Nothing may be dropped or added when the entries below are copied.

*** Opening Data in this exercise ***

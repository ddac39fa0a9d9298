use crate::pipelines::{
    Layouts,
    basic::{depth_state, mk_render_pipeline},
};

/// Fullscreen triangle sampling the skybox cube map at the far plane.
///
/// Drawn first in the main pass. It never writes depth, so the scene covers it.
pub fn mk_sky_pipeline(
    device: &wgpu::Device,
    layouts: &Layouts,
    color_format: wgpu::TextureFormat,
) -> wgpu::RenderPipeline {
    let layout = device.create_pipeline_layout(&wgpu::PipelineLayoutDescriptor {
        label: Some("Sky Pipeline Layout"),
        bind_group_layouts: &[&layouts.camera, &layouts.sky],
        immediate_size: 0,
    });
    let shader = wgpu::ShaderModuleDescriptor {
        label: Some("Sky Shader"),
        source: wgpu::ShaderSource::Wgsl(include_str!("sky.wgsl").into()),
    };
    mk_render_pipeline(
        device,
        &layout,
        "Sky Pipeline",
        Some(color_format),
        Some(wgpu::BlendState::REPLACE),
        Some(depth_state(false, wgpu::CompareFunction::LessEqual)),
        None,
        &[],
        shader,
    )
}
//! Scene-wide state that is not a node: fog and what is drawn behind everything.

use crate::data_structures::{color::Color, texture::Texture};

/// Linear distance fog between `near` and `far`.
#[derive(Clone, Copy, Debug, PartialEq)]
pub struct Fog {
    pub color: Color,
    pub near: f32,
    pub far: f32,
}

impl Fog {
    pub fn new(color: Color, near: f32, far: f32) -> Self {
        Self { color, near, far }
    }

    /// How much of the fog color replaces a fragment `distance` units in front of
    /// the eye, measured along the view axis.
    pub fn factor(&self, distance: f32) -> f32 {
        if self.far <= self.near {
            return if distance >= self.far { 1.0 } else { 0.0 };
        }
        let t = ((distance - self.near) / (self.far - self.near)).clamp(0.0, 1.0);
        t * t * (3.0 - 2.0 * t)
    }
}

/// A loaded cube map bound for the sky pipeline.
#[derive(Debug)]
pub struct Skybox {
    pub texture: Texture,
    pub bind_group: wgpu::BindGroup,
}

impl Skybox {
    pub fn new(device: &wgpu::Device, layout: &wgpu::BindGroupLayout, texture: Texture) -> Self {
        let bind_group = device.create_bind_group(&wgpu::BindGroupDescriptor {
            layout,
            entries: &[
                wgpu::BindGroupEntry {
                    binding: 0,
                    resource: wgpu::BindingResource::TextureView(&texture.view),
                },
                wgpu::BindGroupEntry {
                    binding: 1,
                    resource: wgpu::BindingResource::Sampler(&texture.sampler),
                },
            ],
            label: Some("skybox_bind_group"),
        });
        Self {
            texture,
            bind_group,
        }
    }
}

#[derive(Debug)]
pub enum Background {
    Color(Color),
    Skybox(Skybox),
}

impl Background {
    /// The color the target is cleared to. Skyboxes cover it completely.
    pub fn clear_color(&self) -> wgpu::Color {
        match self {
            Background::Color(color) => (*color).into(),
            Background::Skybox(_) => wgpu::Color::BLACK,
        }
    }

    pub fn skybox(&self) -> Option<&Skybox> {
        match self {
            Background::Skybox(skybox) => Some(skybox),
            Background::Color(_) => None,
        }
    }
}

impl Default for Background {
    fn default() -> Self {
        Background::Color(Color::rgb(0.0, 0.0, 0.0))
    }
}
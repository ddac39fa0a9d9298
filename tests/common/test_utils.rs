use std::time::Duration;

use anyhow::Context as _;

/// A device without a window, for rendering into textures only.
pub(crate) struct Headless {
    pub(crate) device: wgpu::Device,
    pub(crate) queue: wgpu::Queue,
}

impl Headless {
    pub(crate) async fn new() -> anyhow::Result<Self> {
        let instance = wgpu::Instance::new(&wgpu::InstanceDescriptor {
            backends: wgpu::Backends::PRIMARY,
            ..Default::default()
        });
        let adapter = instance
            .request_adapter(&wgpu::RequestAdapterOptions {
                power_preference: wgpu::PowerPreference::default(),
                compatible_surface: None,
                force_fallback_adapter: false,
            })
            .await
            .context("no adapter for headless rendering")?;
        let (device, queue) = adapter
            .request_device(&wgpu::DeviceDescriptor {
                label: Some("headless"),
                required_features: wgpu::Features::empty(),
                experimental_features: wgpu::ExperimentalFeatures::disabled(),
                required_limits: wgpu::Limits::default(),
                memory_hints: Default::default(),
                trace: wgpu::Trace::Off,
            })
            .await?;
        Ok(Self { device, queue })
    }

    /// Copies a 4 byte per texel `texture` of `size` into an image.
    ///
    /// `size[0] * 4` has to be a multiple of 256.
    pub(crate) async fn read_rgba(
        &self,
        encoder: wgpu::CommandEncoder,
        texture: &wgpu::Texture,
        size: [u32; 2],
    ) -> anyhow::Result<image::RgbaImage> {
        let mut encoder = encoder;
        let u32_size = std::mem::size_of::<u32>() as u32;
        let [width, height] = size;
        let output_buffer = self.device.create_buffer(&wgpu::BufferDescriptor {
            size: (u32_size * width * height) as wgpu::BufferAddress,
            usage: wgpu::BufferUsages::COPY_DST | wgpu::BufferUsages::MAP_READ,
            label: Some("readback"),
            mapped_at_creation: false,
        });
        encoder.copy_texture_to_buffer(
            wgpu::TexelCopyTextureInfo {
                aspect: wgpu::TextureAspect::All,
                texture,
                mip_level: 0,
                origin: wgpu::Origin3d::ZERO,
            },
            wgpu::TexelCopyBufferInfo {
                buffer: &output_buffer,
                layout: wgpu::TexelCopyBufferLayout {
                    offset: 0,
                    bytes_per_row: Some(u32_size * width),
                    rows_per_image: Some(height),
                },
            },
            wgpu::Extent3d {
                width,
                height,
                depth_or_array_layers: 1,
            },
        );
        self.queue.submit(std::iter::once(encoder.finish()));

        let (tx, rx) = futures_intrusive::channel::shared::oneshot_channel();
        let buffer_slice = output_buffer.slice(..);
        buffer_slice.map_async(wgpu::MapMode::Read, move |result| {
            tx.send(result).ok();
        });
        self.device.poll(wgpu::PollType::Wait {
            submission_index: None,
            timeout: Some(Duration::from_secs(3)),
        })?;
        rx.receive().await.context("readback was dropped")??;
        let data = buffer_slice.get_mapped_range().to_vec();
        image::RgbaImage::from_raw(width, height, data).context("readback has the wrong size")
    }
}
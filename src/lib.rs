//! pagoda-garden
//!
//! A small garden of instanced pagodas around a rotating centerpiece, lit by a
//! hemisphere, a directional and a shadow-casting spot light, under a skybox
//! and fog. The pagoda orbs show a second scene of spinning hearts that is
//! rendered to a texture every frame. Runs natively and in the browser.
//!
//! High-level modules
//! - `app`: event loop, asset delivery and the per-frame passes
//! - `camera`: orbit camera, projection and their uniforms
//! - `config`: start-up configuration
//! - `context`: window surface, device, queue and shared pipelines
//! - `data_structures`: meshes, materials, instances, scene graph, geometry
//! - `frame`: time-driven animation pose and run loop control
//! - `gui`: keyboard driven debug panel for the lights
//! - `lights`: the light rig and its GPU uniform
//! - `offscreen`: the render-to-texture heart scene
//! - `pipelines`: Phong, shadow, sky and overlay pipelines
//! - `resources`: asset loading and progress tracking
//! - `render`: batching of scene nodes into draw calls
//! - `world`: placement of everything in the garden
//!

pub mod app;
pub mod camera;
pub mod config;
pub mod context;
pub mod data_structures;
#[cfg(target_arch = "wasm32")]
pub mod dom;
pub mod frame;
pub mod gui;
pub mod lights;
pub mod offscreen;
pub mod pipelines;
pub mod render;
pub mod resources;
pub mod world;

pub use app::{run, run_until_stopped};
pub use config::Config;
pub use frame::StopHandle;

*** Closing Data in this exercise ***

* _Task answer_:
repository ddac39fa0a9d9298
use crate::pipelines::{
    Layouts,
    basic::{depth_state, mk_render_pipeline},
};

/// Fullscreen triangle sampling the skybox cube map at the far plane.
///
/// Drawn first in the main pass. It never writes depth, so the scene covers it.
pub fn mk_sky_pipeline(
    device: &wgpu::Device,
    layouts: &Layouts,
    color_format: wgpu::TextureFormat,
) -> wgpu::RenderPipeline {
    let layout = device.create_pipeline_layout(&wgpu::PipelineLayoutDescriptor {
        label: Some("Sky Pipeline Layout"),
        bind_group_layouts: &[&layouts.camera, &layouts.sky],
        immediate_size: 0,
    });
    let shader = wgpu::ShaderModuleDescriptor {
        label: Some("Sky Shader"),
        source: wgpu::ShaderSource::Wgsl(include_str!("sky.wgsl").into()),
    };
    mk_render_pipeline(
        device,
        &layout,
        "Sky Pipeline",
        Some(color_format),
        Some(wgpu::BlendState::REPLACE),
        Some(depth_state(false, wgpu::CompareFunction::LessEqual)),
        None,
        &[],
        shader,
    )
}
//! Scene-wide state that is not a node: fog and what is drawn behind everything.

use crate::data_structures::{color::Color, texture::Texture};

/// Linear distance fog between `near` and `far`.
#[derive(Clone, Copy, Debug, PartialEq)]
pub struct Fog {
    pub color: Color,
    pub near: f32,
    pub far: f32,
}

impl Fog {
    pub fn new(color: Color, near: f32, far: f32) -> Self {
        Self { color, near, far }
    }

    /// How much of the fog color replaces a fragment `distance` units in front of
    /// the eye, measured along the view axis.
    pub fn factor(&self, distance: f32) -> f32 {
        if self.far <= self.near {
            return if distance >= self.far { 1.0 } else { 0.0 };
        }
        let t = ((distance - self.near) / (self.far - self.near)).clamp(0.0, 1.0);
        t * t * (3.0 - 2.0 * t)
    }
}

/// A loaded cube map bound for the sky pipeline.
#[derive(Debug)]
pub struct Skybox {
    pub texture: Texture,
    pub bind_group: wgpu::BindGroup,
}

impl Skybox {
    pub fn new(device: &wgpu::Device, layout: &wgpu::BindGroupLayout, texture: Texture) -> Self {
        let bind_group = device.create_bind_group(&wgpu::BindGroupDescriptor {
            layout,
            entries: &[
                wgpu::BindGroupEntry {
                    binding: 0,
                    resource: wgpu::BindingResource::TextureView(&texture.view),
                },
                wgpu::BindGroupEntry {
                    binding: 1,
                    resource: wgpu::BindingResource::Sampler(&texture.sampler),
                },
            ],
            label: Some("skybox_bind_group"),
        });
        Self {
            texture,
            bind_group,
        }
    }
}

#[derive(Debug)]
pub enum Background {
    Color(Color),
    Skybox(Skybox),
}

impl Background {
    /// The color the target is cleared to. Skyboxes cover it completely.
    pub fn clear_color(&self) -> wgpu::Color {
        match self {
            Background::Color(color) => (*color).into(),
            Background::Skybox(_) => wgpu::Color::BLACK,
        }
    }

    pub fn skybox(&self) -> Option<&Skybox> {
        match self {
            Background::Skybox(skybox) => Some(skybox),
            Background::Color(_) => None,
        }
    }
}

impl Default for Background {
    fn default() -> Self {
        Background::Color(Color::rgb(0.0, 0.0, 0.0))
    }
}
repository ddac39fa0a9d9298
filename tests/common/test_utils.rs
use std::time::Duration;

use anyhow::Context as _;

/// A device without a window, for rendering into textures only.
pub(crate) struct Headless {
    pub(crate) device: wgpu::Device,
    pub(crate) queue: wgpu::Queue,
}

impl Headless {
    pub(crate) async fn new() -> anyhow::Result<Self> {
        let instance = wgpu::Instance::new(&wgpu::InstanceDescriptor {
            backends: wgpu::Backends::PRIMARY,
            ..Default::default()
        });
        let adapter = instance
            .request_adapter(&wgpu::RequestAdapterOptions {
                power_preference: wgpu::PowerPreference::default(),
                compatible_surface: None,
                force_fallback_adapter: false,
            })
            .await
            .context("no adapter for headless rendering")?;
        let (device, queue) = adapter
            .request_device(&wgpu::DeviceDescriptor {
                label: Some("headless"),
                required_features: wgpu::Features::empty(),
                experimental_features: wgpu::ExperimentalFeatures::disabled(),
                required_limits: wgpu::Limits::default(),
                memory_hints: Default::default(),
                trace: wgpu::Trace::Off,
            })
            .await?;
        Ok(Self { device, queue })
    }

    /// Copies a 4 byte per texel `texture` of `size` into an image.
    ///
    /// `size[0] * 4` has to be a multiple of 256.
    pub(crate) async fn read_rgba(
        &self,
        encoder: wgpu::CommandEncoder,
        texture: &wgpu::Texture,
        size: [u32; 2],
    ) -> anyhow::Result<image::RgbaImage> {
        let mut encoder = encoder;
        let u32_size = std::mem::size_of::<u32>() as u32;
        let [width, height] = size;
        let output_buffer = self.device.create_buffer(&wgpu::BufferDescriptor {
            size: (u32_size * width * height) as wgpu::BufferAddress,
            usage: wgpu::BufferUsages::COPY_DST | wgpu::BufferUsages::MAP_READ,
            label: Some("readback"),
            mapped_at_creation: false,
        });
        encoder.copy_texture_to_buffer(
            wgpu::TexelCopyTextureInfo {
                aspect: wgpu::TextureAspect::All,
                texture,
                mip_level: 0,
                origin: wgpu::Origin3d::ZERO,
            },
            wgpu::TexelCopyBufferInfo {
                buffer: &output_buffer,
                layout: wgpu::TexelCopyBufferLayout {
                    offset: 0,
                    bytes_per_row: Some(u32_size * width),
                    rows_per_image: Some(height),
                },
            },
            wgpu::Extent3d {
                width,
                height,
                depth_or_array_layers: 1,
            },
        );
        self.queue.submit(std::iter::once(encoder.finish()));

        let (tx, rx) = futures_intrusive::channel::shared::oneshot_channel();
        let buffer_slice = output_buffer.slice(..);
        buffer_slice.map_async(wgpu::MapMode::Read, move |result| {
            tx.send(result).ok();
        });
        self.device.poll(wgpu::PollType::Wait {
            submission_index: None,
            timeout: Some(Duration::from_secs(3)),
        })?;
        rx.receive().await.context("readback was dropped")??;
        let data = buffer_slice.get_mapped_range().to_vec();
        image::RgbaImage::from_raw(width, height, data).context("readback has the wrong size")
    }
}
filename src/lib.rs
//! pagoda-garden
//!
//! A small garden of instanced pagodas around a rotating centerpiece, lit by a
//! hemisphere, a directional and a shadow-casting spot light, under a skybox
//! and fog. The pagoda orbs show a second scene of spinning hearts that is
//! rendered to a texture every frame. Runs natively and in the browser.
//!
//! High-level modules
//! - `app`: event loop, asset delivery and the per-frame passes
//! - `camera`: orbit camera, projection and their uniforms
//! - `config`: start-up configuration
//! - `context`: window surface, device, queue and shared pipelines
//! - `data_structures`: meshes, materials, instances, scene graph, geometry
//! - `frame`: time-driven animation pose and run loop control
//! - `gui`: keyboard driven debug panel for the lights
//! - `lights`: the light rig and its GPU uniform
//! - `offscreen`: the render-to-texture heart scene
//! - `pipelines`: Phong, shadow, sky and overlay pipelines
//! - `resources`: asset loading and progress tracking
//! - `render`: batching of scene nodes into draw calls
//! - `world`: placement of everything in the garden
//!

pub mod app;
pub mod camera;
pub mod config;
pub mod context;
pub mod data_structures;
#[cfg(target_arch = "wasm32")]
pub mod dom;
pub mod frame;
pub mod gui;
pub mod lights;
pub mod offscreen;
pub mod pipelines;
pub mod render;
pub mod resources;
pub mod world;

pub use app::{run, run_until_stopped};
pub use config::Config;
pub use frame::StopHandle;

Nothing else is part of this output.